# WHAT YOU SHOULD DO
Look for the word "documents" in the data below, and copy every line that holds it.

# STORED DATA

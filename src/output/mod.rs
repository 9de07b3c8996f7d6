// src/output/mod.rs

//! Document rendering for batch output.
//!
//! Successes and failures go into the same stream: one document per
//! input URL, concatenated in input order. Error documents carry the
//! `__ERROR` marker field so consumers can tell the two apart without
//! parsing exceptions.

use std::str::FromStr;

use crate::error::{AppError, Result};
use crate::pipeline::BatchEntry;

/// Supported output document formats.
#[derive(Debug, Clone, Copy, Default, PartialEq, Eq)]
pub enum OutputFormat {
    #[default]
    Yaml,
    Json,
}

impl FromStr for OutputFormat {
    type Err = AppError;

    fn from_str(s: &str) -> Result<Self> {
        match s.to_ascii_lowercase().as_str() {
            "yaml" | "yml" => Ok(OutputFormat::Yaml),
            "json" => Ok(OutputFormat::Json),
            other => Err(AppError::config(format!("Unknown output format: {other}"))),
        }
    }
}

/// Render batch entries as concatenated documents.
pub fn render(entries: &[BatchEntry], format: OutputFormat) -> Result<String> {
    match format {
        OutputFormat::Yaml => {
            let mut out = String::new();
            for entry in entries {
                out.push_str("---\n");
                out.push_str(&serde_yaml::to_string(entry)?);
            }
            Ok(out)
        }
        OutputFormat::Json => Ok(serde_json::to_string_pretty(entries)?),
    }
}

#[cfg(test)]
mod tests {
    use super::*;
    use crate::models::{ErrorRecord, PoemFields, PoemRecord};

    fn sample_entries() -> Vec<BatchEntry> {
        let record = PoemRecord::assemble(
            PoemFields {
                title: "Dusk".to_string(),
                author: "J. Doe".to_string(),
                body: "the light goes down".to_string(),
            },
            "https://poets.org/poem/dusk",
        );
        let error = ErrorRecord::new(
            "https://unknown.example.com/poem",
            "No handler registered for URL: https://unknown.example.com/poem",
        );
        vec![BatchEntry::Record(record), BatchEntry::Error(error)]
    }

    #[test]
    fn test_format_parsing() {
        assert_eq!("yaml".parse::<OutputFormat>().unwrap(), OutputFormat::Yaml);
        assert_eq!("JSON".parse::<OutputFormat>().unwrap(), OutputFormat::Json);
        assert!("xml".parse::<OutputFormat>().is_err());
    }

    #[test]
    fn test_render_yaml_keeps_order_and_marks_errors() {
        let rendered = render(&sample_entries(), OutputFormat::Yaml).unwrap();

        assert!(rendered.starts_with("---\n"));
        assert_eq!(rendered.matches("---\n").count(), 2);

        // Success document comes first, error document second.
        let success_at = rendered.find("Title: Dusk").unwrap();
        let error_at = rendered.find("__ERROR:").unwrap();
        assert!(success_at < error_at);
        assert!(rendered.contains("URL: https://unknown.example.com/poem"));
        // Both documents carry the literal YYYYMMDD extraction date.
        assert_eq!(rendered.matches(&crate::models::date_stamp()).count(), 2);
    }

    #[test]
    fn test_render_json_round_trips() {
        let rendered = render(&sample_entries(), OutputFormat::Json).unwrap();
        let value: serde_json::Value = serde_json::from_str(&rendered).unwrap();
        let docs = value.as_array().unwrap();
        assert_eq!(docs.len(), 2);
        assert_eq!(docs[0]["Title"], "Dusk");
        assert!(docs[1]["__ERROR"].is_string());
    }
}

# RESPONSE FOR THIS EXERCISE
//! input URL, concatenated in input order. Error documents carry the
/// Render batch entries as concatenated documents.
        // Both documents carry the literal YYYYMMDD extraction date.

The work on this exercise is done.